BearingPoint has been in turmoil for the past 15 months. In November 2004, longtime chief executive Randolph C. Blazer was "asked to leave," according to company documents filed with the Securities and Exchange Commission, just as news of accounting errors began to emerge. Last year the SEC began an investigation of BearingPoint's accounting, and several lawsuits were filed by shareholders.
People started quitting -- at an annual rate that peaked around 28 percent last fall.
You is betting that the restricted stock awards will help BearingPoint keep the employees at the heart of the firm's relationships with clients. The stock can be given to managing directors and select executives, a group that numbered about 850 when the program was introduced last spring, said James Monastero, BearingPoint executive vice president.
BearingPoint has about 17,600 employees, including more than 15,000 consultants.
"I think in a service business like ours, when the employees own a good, significant piece of the company . . . they tend to do the right thing by the company," You said in an interview last week.
The early results are mixed.
The company's executives credit their new compensation strategy with bringing the turnover rate down to 22 percent in December. Paul Villella of Reston-based technology recruiter HireStrategy Inc. said there has been a "significant drop in active initiation of job search from BearingPoint candidates."
But the firm's recent success could be deceiving. At the end of any year, consultants expecting year-end bonuses have good reason to stick around. And, Villella said, many BearingPoint employees have already "found their way to new homes."
The first batch of restricted stock was granted in June. By the time those 5.5 million units vested on Jan. 1, employees had forfeited about 500,000 of them by leaving the company, either voluntarily or otherwise, according to company officials and a report BearingPoint filed with the SEC last week.
BearingPoint's use of restricted stock in its compensation system reflects a broader shift away from stock options, which have long been a staple of employee compensation at many companies.
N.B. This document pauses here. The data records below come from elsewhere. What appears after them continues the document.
// SPDX-License-Identifier: MIT

//! Asset timestamps.
//!
//! Without `std` there is no clock; "now" is pinned to the unix epoch.

#[cfg(feature = "std")]
use std::time::SystemTime;

use time::OffsetDateTime;

/// Host file times, as returned by `fs::Metadata::modified`.
#[cfg(feature = "std")]
pub fn systemtime_to_offsetdatetime(t: SystemTime) -> OffsetDateTime {
    OffsetDateTime::from(t)
}

/// Current UTC time, or the epoch without `std`.
pub fn now_utc() -> OffsetDateTime {
    #[cfg(feature = "std")]
    {
        OffsetDateTime::now_utc()
    }

    #[cfg(not(feature = "std"))]
    {
        OffsetDateTime::UNIX_EPOCH
    }
}

/// Converts unix seconds into an [`OffsetDateTime`].
///
/// `0` and out-of-range values mean "no timestamp".
pub fn unix_to_offsetdatetime(secs: i64) -> Option<OffsetDateTime> {
    if secs == 0 {
        return None;
    }
    OffsetDateTime::from_unix_timestamp(secs).ok()
}
// SPDX-License-Identifier: MIT

use anyhow::{Context, bail};
use regex::Regex;
use serde::Deserialize;
use std::fs;
use std::path::{Path, PathBuf};
use time::OffsetDateTime;

use crate::input::InputConfig;

pub const DEFAULT_OUTPUT: &str = "assets.rs";
pub const DEFAULT_CONFIG: &str = "petrify.toml";

/// Generator settings as written in `petrify.toml`, or as given on the command line.
///
/// ```toml
/// inputs = ["static/...", "templates"]
/// prefix = "static"
/// output = "src/assets.rs"
/// nocompress = false
/// nometadata = false
/// mode = 0o644
/// modtime = 1700000000
/// ignore = ['\.DS_Store$', '~$']
/// ```
#[derive(Debug, Default, Clone, PartialEq, Deserialize)]
#[serde(default, deny_unknown_fields)]
pub struct FileConfig {
    pub inputs: Vec<String>,
    pub prefix: Option<String>,
    pub output: Option<PathBuf>,
    pub nocompress: bool,
    pub nometadata: bool,
    pub mode: Option<u32>,
    pub modtime: Option<i64>,
    pub ignore: Vec<String>,
}

impl FileConfig {
    pub fn from_file(path: &Path) -> anyhow::Result<Self> {
        let content = fs::read_to_string(path)
            .with_context(|| format!("cannot read config {}", path.display()))?;
        Self::from_toml(&content).with_context(|| format!("invalid config {}", path.display()))
    }

    pub fn from_toml(content: &str) -> anyhow::Result<Self> {
        Ok(toml::from_str(content)?)
    }

    /// Applies `over` on top of `self`.
    ///
    /// Set values in `over` win. Inputs replace the file's list when any are
    /// given; ignore patterns accumulate.
    pub fn overlay(mut self, over: FileConfig) -> Self {
        if !over.inputs.is_empty() {
            self.inputs = over.inputs;
        }
        self.prefix = over.prefix.or(self.prefix);
        self.output = over.output.or(self.output);
        self.nocompress |= over.nocompress;
        self.nometadata |= over.nometadata;
        self.mode = over.mode.or(self.mode);
        self.modtime = over.modtime.or(self.modtime);
        self.ignore.extend(over.ignore);
        self
    }
}

/// Resolved generator configuration.
#[derive(Debug, Clone)]
pub struct GenConfig {
    pub inputs: Vec<InputConfig>,
    pub prefix: String,
    pub output: PathBuf,
    pub compress: bool,
    pub metadata: bool,
    pub mode: Option<u32>,
    pub mod_time: Option<i64>,
    pub ignore: Vec<Regex>,
}

impl GenConfig {
    pub fn resolve(cfg: FileConfig) -> anyhow::Result<Self> {
        if cfg.inputs.is_empty() {
            bail!("missing <INPUT>: nothing to embed");
        }
        if let Some(mode) = cfg.mode.filter(|m| *m > 0o7777) {
            bail!("mode {mode:o} is not a permission mask");
        }
        if let Some(secs) = cfg.modtime {
            OffsetDateTime::from_unix_timestamp(secs)
                .with_context(|| format!("modtime {secs} is out of range"))?;
        }

        let ignore = cfg
            .ignore
            .iter()
            .map(|p| Regex::new(p).with_context(|| format!("invalid --ignore pattern '{p}'")))
            .collect::<anyhow::Result<Vec<_>>>()?;

        Ok(Self {
            inputs: cfg.inputs.iter().map(|s| InputConfig::parse(s)).collect(),
            prefix: cfg.prefix.unwrap_or_default(),
            output: cfg.output.unwrap_or_else(|| PathBuf::from(DEFAULT_OUTPUT)),
            compress: !cfg.nocompress,
            metadata: !cfg.nometadata,
            mode: cfg.mode,
            mod_time: cfg.modtime,
            ignore,
        })
    }

    /// True if `path` matches any ignore pattern.
    pub fn is_ignored(&self, path: &str) -> bool {
        self.ignore.iter().any(|re| re.is_match(path))
    }
}

/// Parses an octal permission mask (`644`, `0644`, `0o644`).
pub fn parse_octal(s: &str) -> Result<u32, String> {
    let digits = s.strip_prefix("0o").unwrap_or(s);
    u32::from_str_radix(digits, 8).map_err(|e| format!("'{s}' is not an octal mode: {e}"))
}

#[cfg(test)]
mod tests {
    use super::*;

    #[test]
    fn test_parse_toml() {
        let cfg = FileConfig::from_toml(
            r#"
            inputs = ["static/..."]
            prefix = "static"
            mode = 0o600
            ignore = ['\.map$']
            "#,
        )
        .unwrap();
        assert_eq!(cfg.inputs, ["static/..."]);
        assert_eq!(cfg.prefix.as_deref(), Some("static"));
        assert_eq!(cfg.mode, Some(0o600));
        assert!(!cfg.nocompress);
    }

    #[test]
    fn test_unknown_key_rejected() {
        assert!(FileConfig::from_toml("pkg = \"main\"").is_err());
    }

    #[test]
    fn test_overlay_cli_wins() {
        let file = FileConfig {
            inputs: vec!["a".into()],
            prefix: Some("a".into()),
            ignore: vec!["x".into()],
            ..Default::default()
        };
        let cli = FileConfig {
            prefix: Some("b".into()),
            nocompress: true,
            ignore: vec!["y".into()],
            ..Default::default()
        };
        let merged = file.overlay(cli);
        assert_eq!(merged.inputs, ["a"]);
        assert_eq!(merged.prefix.as_deref(), Some("b"));
        assert!(merged.nocompress);
        assert_eq!(merged.ignore, ["x", "y"]);
    }

    #[test]
    fn test_resolve_defaults() {
        let cfg = GenConfig::resolve(FileConfig {
            inputs: vec!["web/...".into()],
            ignore: vec![r"\.tmp$".into()],
            ..Default::default()
        })
        .unwrap();
        assert_eq!(cfg.output, PathBuf::from(DEFAULT_OUTPUT));
        assert!(cfg.compress && cfg.metadata);
        assert!(cfg.inputs[0].recursive);
        assert!(cfg.is_ignored("web/a.tmp"));
        assert!(!cfg.is_ignored("web/a.txt"));
    }

    #[test]
    fn test_resolve_rejects_bad_input() {
        assert!(GenConfig::resolve(FileConfig::default()).is_err());

        let bad_re = FileConfig {
            inputs: vec!["x".into()],
            ignore: vec!["(".into()],
            ..Default::default()
        };
        assert!(GenConfig::resolve(bad_re).is_err());

        let bad_mode = FileConfig {
            inputs: vec!["x".into()],
            mode: Some(0o17777),
            ..Default::default()
        };
        assert!(GenConfig::resolve(bad_mode).is_err());

        let bad_time = FileConfig {
            inputs: vec!["x".into()],
            modtime: Some(i64::MAX),
            ..Default::default()
        };
        assert!(GenConfig::resolve(bad_time).is_err());
    }

    #[test]
    fn test_parse_octal() {
        assert_eq!(parse_octal("644"), Ok(0o644));
        assert_eq!(parse_octal("0755"), Ok(0o755));
        assert_eq!(parse_octal("0o600"), Ok(0o600));
        assert!(parse_octal("9").is_err());
    }
}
A new accounting rule has contributed to the trend by requiring companies to include the cost of stock-option grants in earnings reports.
Stock options benefit employees only to the extent that the share price rises, and BearingPoint's declining stock price has rendered many employees' options worthless.
In contrast, restricted stock -- essentially an award of company shares at no cost to the employee -- has value even if the share price declines, making it particularly attractive to employees who have lost confidence in their employer's prospects, consultants said.
But, as the name implies, it comes with strings attached. At BearingPoint, restricted shares vest over a period of years. And if employees leave the company with vested shares, they can't sell them until 2015 unless they get the company's permission.
That restriction does not apply to the chief executive, according to company spokesman Elliot Sloane. You was granted 750,000 restricted stock units when he joined the company.
In October, You also introduced a new system for determining bonuses for the company's more than 15,000 consultants. In the past, the bonuses of BearingPoint consultants were based largely on the number of hours they billed to customers, You said. That program backfired in a very public way last week when the company disclosed that some employees in its Chinese subsidiary falsely inflated their time sheets to increase the size of their bonuses.
With BearingPoint's new system, bonuses, which can be 10 percent to 20 percent of a consultant's salary, are based on performance reviews by supervisors, clients and co-workers.
"Basically the things you'd want people to work for -- making more money for the company, satisfying customers, working well with your peers -- that's what people are paid on now," You said.